O deputado federal José Neto (PT) foi duro ao desmascarar a estratégia do prefeito José Ronaldo (União Brasil) em Feira de Santana, especialmente na região de Humildes: a pomposa inauguração da nova UPA escondeu uma medida que deixa a população ainda mais desassistida — enquanto o novo equipamento é celebrado, a Policlínica local foi fechada, e o que parecia ampliação de serviços revelou-se apenas uma troca de modalidade, sem ganho para quem precisa.
O ditado popular ‘muita festa para poucos convidados’ cai como uma luva nessa situação de Humildes. O prefeito fez toda a pompa, trouxe meia dúzia de pessoas para a cerimônia, mas o que a população ganhou na prática? Perdeu um serviço essencial para ganhar outro que não supre as mesmas necessidades.
A expectativa da comunidade era de que a chegada da UPA representasse uma expansão no atendimento: mais estrutura, mais possibilidades de cuidado.
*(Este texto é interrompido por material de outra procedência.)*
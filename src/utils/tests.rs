use std::time::Duration;

use super::error::{BrokerError, ClientError};
use super::logging;
use super::retry::RetryPolicy;

#[test]
fn test_logging_init_accepts_levels() {
    logging::init("info");
    logging::init("debug");
    logging::init("warn");
}

#[test]
fn test_level_filter_falls_back_to_info() {
    use tracing::level_filters::LevelFilter;

    assert_eq!(logging::level_filter("WARNING"), LevelFilter::WARN);
    assert_eq!(logging::level_filter(" trace "), LevelFilter::TRACE);
    assert_eq!(logging::level_filter("verbose"), LevelFilter::INFO);
}

#[test]
fn test_retry_policy_grows_exponentially() {
    let policy = RetryPolicy::new(2, Duration::from_millis(100), None);
    assert_eq!(policy.time_until_next_retry(0), Duration::from_millis(100));
    assert_eq!(policy.time_until_next_retry(1), Duration::from_millis(200));
    assert_eq!(policy.time_until_next_retry(3), Duration::from_millis(800));
}

#[test]
fn test_retry_policy_is_capped_by_maximum_interval() {
    let policy = RetryPolicy::new(
        2,
        Duration::from_millis(100),
        Some(Duration::from_millis(250)),
    );
    assert_eq!(policy.time_until_next_retry(2), Duration::from_millis(250));
    assert_eq!(policy.time_until_next_retry(40), Duration::from_millis(250));
}

#[test]
fn test_fixed_retry_policy_never_grows() {
    let policy = RetryPolicy::fixed(Duration::from_millis(20));
    assert_eq!(policy.time_until_next_retry(0), Duration::from_millis(20));
    assert_eq!(policy.time_until_next_retry(9), Duration::from_millis(20));
}

#[test]
fn test_only_unavailable_is_transient() {
    assert!(BrokerError::Unavailable.is_transient());
    assert!(!BrokerError::EmptyTopic.is_transient());
    assert!(ClientError::Broker(BrokerError::Unavailable).is_transient());
    assert!(!ClientError::NotStarted.is_transient());
}
use tracing::level_filters::LevelFilter;
use tracing_subscriber::EnvFilter;

/// Maps a configured level name onto a tracing filter. Unknown names fall back to `info`.
pub fn level_filter(level: &str) -> LevelFilter {
    match level.trim().to_lowercase().as_str() {
        "off" => LevelFilter::OFF,
        "error" => LevelFilter::ERROR,
        "warn" | "warning" => LevelFilter::WARN,
        "debug" => LevelFilter::DEBUG,
        "trace" => LevelFilter::TRACE,
        _ => LevelFilter::INFO,
    }
}

/// Initialize tracing for the application.
///
/// `RUST_LOG` takes precedence when set; otherwise everything at `default_level`
/// and above is logged. Safe to call more than once.
pub fn init(default_level: &str) {
    let filter = EnvFilter::builder()
        .with_default_directive(level_filter(default_level).into())
        .from_env_lossy();

    let _ = tracing_subscriber::fmt()
        .with_env_filter(filter)
        .with_target(false)
        .try_init();
}
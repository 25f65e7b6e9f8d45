use std::error::Error;
use std::sync::Arc;

use clap::{Parser, Subcommand};
use tracing::info;

use ordermq::broker::Broker;
use ordermq::client::{Producer, PushConsumer};
use ordermq::config::{Settings, load_config_from};
use ordermq::consume::BatchConsumer;
use ordermq::demo::{OrderLogHandler, dispatch_orders, sample_orders};
use ordermq::dispatch::OrderedDispatcher;
use ordermq::utils::error::SettingsError;
use ordermq::utils::logging;

#[derive(Parser)]
#[command(name = "ordermq", version, about = "Ordered message dispatch with batch-retry consumption")]
struct Cli {
    /// Configuration file, without extension
    #[arg(short, long, default_value = "config/default")]
    config: String,

    #[command(subcommand)]
    command: Option<Command>,
}

#[derive(Subcommand)]
enum Command {
    /// Start the broker, the ordered dispatcher and the consumer, then send demo orders
    Run {
        /// Number of demo order events to send
        #[arg(long, default_value_t = 10)]
        orders: usize,
    },
    /// Print the effective configuration
    Config,
}

#[tokio::main]
async fn main() -> Result<(), Box<dyn Error>> {
    dotenvy::dotenv().ok();
    let cli = Cli::parse();
    let settings = load_config_from(&cli.config)?;

    match cli.command.unwrap_or(Command::Run { orders: 10 }) {
        Command::Config => {
            println!("{}", serde_json::to_string_pretty(&settings)?);
            Ok(())
        }
        Command::Run { orders } => {
            logging::init(&settings.log_level);
            run(settings, orders).await
        }
    }
}

async fn run(settings: Settings, order_count: usize) -> Result<(), Box<dyn Error>> {
    let broker = Arc::new(Broker::new(settings.broker.clone()));
    let namesrv_addr = settings.broker.namesrv_addr.as_str();

    let producer = Producer::new(broker.clone(), namesrv_addr, settings.producer.clone());
    let dispatcher = OrderedDispatcher::new(producer, &settings.producer);
    dispatcher.start().await?;

    // the consumer goes last, once everything it may touch is up
    let consumer = PushConsumer::new(broker.clone(), namesrv_addr, settings.consumer.clone());
    consumer.subscribe_configured()?;
    consumer.register_batch_handler(BatchConsumer::new(OrderLogHandler));
    consumer.start()?;

    let topic = settings
        .consumer
        .subscriptions()?
        .into_iter()
        .next()
        .map(|subscription| subscription.topic)
        .ok_or(SettingsError::Missing("consumer.topics_and_tags"))?;
    let orders: Vec<_> = sample_orders().into_iter().cycle().take(order_count).collect();
    let sent = dispatch_orders(&dispatcher, &topic, &orders)?;
    info!(topic = %topic, sent, "demo orders queued, press Ctrl-C to stop");

    tokio::signal::ctrl_c().await?;
    info!("shutting down");
    consumer.shutdown().await;
    dispatcher.stop().await;
    Ok(())
}
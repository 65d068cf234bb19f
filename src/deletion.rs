//! Server half of object deletion.

use thiserror::Error;

pub use crate::object_store::DeleteOutcome;
use crate::auth::Identity;
use crate::object_store::{validate_key, ObjectStore, ObjectStoreError};

#[derive(Debug, Error)]
pub enum DeletionError {
    #[error("Invalid key: {0}")]
    InvalidKey(String),
    #[error("Failed to delete object: {0}")]
    Store(ObjectStoreError),
}

/// Remove the object at `key` on behalf of `caller`.
/// Deleting a key that is already gone reports `NotFound` rather than failing.
pub async fn delete_object(
    store: &dyn ObjectStore,
    caller: &Identity,
    key: &str,
) -> Result<DeleteOutcome, DeletionError> {
    let key = key.trim();
    if key.is_empty() {
        return Err(DeletionError::InvalidKey("key is required".to_string()));
    }
    validate_key(key).map_err(|e| DeletionError::InvalidKey(e.to_string()))?;

    let outcome = store.delete(key).await.map_err(DeletionError::Store)?;

    tracing::info!(
        storage_key = %key,
        user_id = %caller.user_id,
        ?outcome,
        "Deleted object"
    );
    Ok(outcome)
}
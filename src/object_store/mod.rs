mod local;
mod s3;

pub use local::{LocalStore, SignedPutParams};
pub use s3::S3Store;

use std::time::Duration;

use async_trait::async_trait;
use chrono::{DateTime, Utc};
use serde::{Deserialize, Serialize};
use thiserror::Error;

#[derive(Debug, Error)]
pub enum ObjectStoreError {
    #[error("IO error: {0}")]
    Io(#[from] std::io::Error),
    #[error("Object not found: {0}")]
    NotFound(String),
    #[error("Invalid object key: {0}")]
    InvalidKey(String),
    #[error("Signature rejected: {0}")]
    Signature(String),
    #[error("Backend error: {0}")]
    Backend(String),
}

/// A write URL scoped to one key, with content type and length pinned.
#[derive(Debug, Clone)]
pub struct PresignedPut {
    pub url: String,
    pub expires_at: DateTime<Utc>,
}

/// Result of removing an object. Removing a missing object is not an error.
#[derive(Debug, Clone, Copy, PartialEq, Eq, Serialize, Deserialize)]
#[serde(rename_all = "snake_case")]
pub enum DeleteOutcome {
    Deleted,
    NotFound,
}

/// Abstraction over object storage backends reachable through signed URLs.
/// Keys are opaque single path segments generated by the issuer.
#[async_trait]
pub trait ObjectStore: Send + Sync {
    async fn presign_put(
        &self,
        key: &str,
        content_type: &str,
        content_length: u64,
        ttl: Duration,
    ) -> Result<PresignedPut, ObjectStoreError>;
    async fn delete(&self, key: &str) -> Result<DeleteOutcome, ObjectStoreError>;
    async fn exists(&self, key: &str) -> Result<bool, ObjectStoreError>;
    /// URL the stored object can be rendered from.
    fn public_url(&self, key: &str) -> String;
}

/// Reject keys that could escape a single path segment.
pub fn validate_key(key: &str) -> Result<(), ObjectStoreError> {
    if key.is_empty()
        || key == "."
        || key == ".."
        || key.contains(['/', '\\'])
        || key.chars().any(char::is_control)
    {
        return Err(ObjectStoreError::InvalidKey(key.to_string()));
    }
    Ok(())
}
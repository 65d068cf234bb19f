use async_trait::async_trait;
use base64::Engine;
use bytes::Bytes;
use chrono::{DateTime, Utc};
use ring::hmac;
use serde::{Deserialize, Serialize};
use std::path::{Path, PathBuf};
use std::time::Duration;

use super::{validate_key, DeleteOutcome, ObjectStore, ObjectStoreError, PresignedPut};

/// Query parameters carried by a local signed upload URL.
#[derive(Debug, Clone, PartialEq, Serialize, Deserialize)]
#[serde(rename_all = "camelCase")]
pub struct SignedPutParams {
    pub expires: i64,
    pub content_type: String,
    pub content_length: u64,
    pub signature: String,
}

/// Local filesystem object store for development and testing.
/// Signed URLs point back at this process (`/_local/objects/:key`).
pub struct LocalStore {
    base_path: PathBuf,
    public_base_url: String,
    signing_key: hmac::Key,
}

impl LocalStore {
    pub fn new<P: AsRef<Path>>(
        base_path: P,
        public_base_url: &str,
        signing_secret: &[u8],
    ) -> Result<Self, std::io::Error> {
        let base_path = base_path.as_ref().to_path_buf();
        std::fs::create_dir_all(&base_path)?;
        Ok(Self {
            base_path,
            public_base_url: public_base_url.trim_end_matches('/').to_string(),
            signing_key: hmac::Key::new(hmac::HMAC_SHA256, signing_secret),
        })
    }

    fn object_path(&self, key: &str) -> Result<PathBuf, ObjectStoreError> {
        validate_key(key)?;
        Ok(self.base_path.join(key))
    }

    fn object_url(&self, key: &str) -> String {
        format!("{}/_local/objects/{}", self.public_base_url, key)
    }

    fn signing_payload(key: &str, content_type: &str, content_length: u64, expires: i64) -> String {
        format!("PUT\n{key}\n{content_type}\n{content_length}\n{expires}")
    }

    pub fn sign(&self, key: &str, content_type: &str, content_length: u64, expires: i64) -> String {
        let payload = Self::signing_payload(key, content_type, content_length, expires);
        let tag = hmac::sign(&self.signing_key, payload.as_bytes());
        base64::engine::general_purpose::URL_SAFE_NO_PAD.encode(tag.as_ref())
    }

    /// Check a signed upload URL's parameters for `key` at time `now`.
    pub fn verify(
        &self,
        key: &str,
        params: &SignedPutParams,
        now: DateTime<Utc>,
    ) -> Result<(), ObjectStoreError> {
        let tag = base64::engine::general_purpose::URL_SAFE_NO_PAD
            .decode(&params.signature)
            .map_err(|_| ObjectStoreError::Signature("malformed signature".to_string()))?;

        let payload = Self::signing_payload(
            key,
            &params.content_type,
            params.content_length,
            params.expires,
        );
        hmac::verify(&self.signing_key, payload.as_bytes(), &tag)
            .map_err(|_| ObjectStoreError::Signature("signature mismatch".to_string()))?;

        if now.timestamp() > params.expires {
            return Err(ObjectStoreError::Signature("upload URL expired".to_string()));
        }

        Ok(())
    }

    pub async fn put(&self, key: &str, data: Bytes) -> Result<(), ObjectStoreError> {
        let path = self.object_path(key)?;
        tokio::fs::write(&path, &data).await?;
        Ok(())
    }

    pub async fn get(&self, key: &str) -> Result<Bytes, ObjectStoreError> {
        let path = self.object_path(key)?;
        match tokio::fs::read(&path).await {
            Ok(data) => Ok(Bytes::from(data)),
            Err(e) if e.kind() == std::io::ErrorKind::NotFound => {
                Err(ObjectStoreError::NotFound(key.to_string()))
            }
            Err(e) => Err(e.into()),
        }
    }

    /// Open a stored object for streaming, with its length.
    pub async fn open(&self, key: &str) -> Result<(tokio::fs::File, u64), ObjectStoreError> {
        let path = self.object_path(key)?;
        let file = match tokio::fs::File::open(&path).await {
            Ok(file) => file,
            Err(e) if e.kind() == std::io::ErrorKind::NotFound => {
                return Err(ObjectStoreError::NotFound(key.to_string()))
            }
            Err(e) => return Err(e.into()),
        };
        let len = file.metadata().await?.len();
        Ok((file, len))
    }
}

#[async_trait]
impl ObjectStore for LocalStore {
    async fn presign_put(
        &self,
        key: &str,
        content_type: &str,
        content_length: u64,
        ttl: Duration,
    ) -> Result<PresignedPut, ObjectStoreError> {
        validate_key(key)?;

        let expires_at = Utc::now()
            + chrono::Duration::from_std(ttl)
                .map_err(|e| ObjectStoreError::Backend(format!("Invalid TTL: {e}")))?;
        let expires = expires_at.timestamp();

        let params = SignedPutParams {
            expires,
            content_type: content_type.to_string(),
            content_length,
            signature: self.sign(key, content_type, content_length, expires),
        };
        let query = serde_qs::to_string(&params)
            .map_err(|e| ObjectStoreError::Backend(format!("Failed to encode URL: {e}")))?;

        Ok(PresignedPut {
            url: format!("{}?{query}", self.object_url(key)),
            expires_at,
        })
    }

    async fn delete(&self, key: &str) -> Result<DeleteOutcome, ObjectStoreError> {
        let path = self.object_path(key)?;
        match tokio::fs::remove_file(&path).await {
            Ok(()) => Ok(DeleteOutcome::Deleted),
            Err(e) if e.kind() == std::io::ErrorKind::NotFound => Ok(DeleteOutcome::NotFound),
            Err(e) => Err(e.into()),
        }
    }

    async fn exists(&self, key: &str) -> Result<bool, ObjectStoreError> {
        let path = self.object_path(key)?;
        Ok(tokio::fs::try_exists(&path).await?)
    }

    fn public_url(&self, key: &str) -> String {
        self.object_url(key)
    }
}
Mas a realidade mostrou-se o oposto: ao invés de somar serviços, a gestão optou por extinguir a Policlínica, que atendia consultas ambulatoriais, atenção básica, dispensação de medicamentos e procedimentos de média complexidade — funções que não são cobertas pela UPA, voltada exclusivamente para urgências e emergências.
Pior momento em cinco mandatos?
Para o deputado, essa é apenas uma das faces de um quadro alarmante: a saúde pública de Feira de Santana vive seu pior momento durante a quinta gestão de José Ronaldo. A degradação é crescente, faltam estrutura, profissionais e acesso, e a população paga o preço de decisões que priorizam a imagem política acima do cuidado com as pessoas.
“A gente não pode confundir inauguração com melhoria. Abrir uma porta e fechar outra não é avanço — é maquiagem. A população de Humildes e de toda Feira merece mais saúde, não menos”, completou José Neto, reafirmando que continuará cobrando explicações e lutando para que os serviços perdidos sejam restabelecidos.
O deputado federal José Neto também colocou seu mandato à disposição para contribuir com a recuperação e reativação da Policlínica de Humildes, seja por meio de emendas parlamentares, busca por equipamentos ou articulação de convênios com a Prefeitura, Secretaria de Saúde e Governo do Estado. O compromisso é somar esforços para que nenhum serviço seja perdido e a população tenha de volta o atendimento completo que precisa.
Até o momento, a Prefeitura de Feira de Santana não se pronunciou oficialmente sobre o fechamento da Policlínica nem sobre a garantia de continuidade do atendimento ambulatorial na região.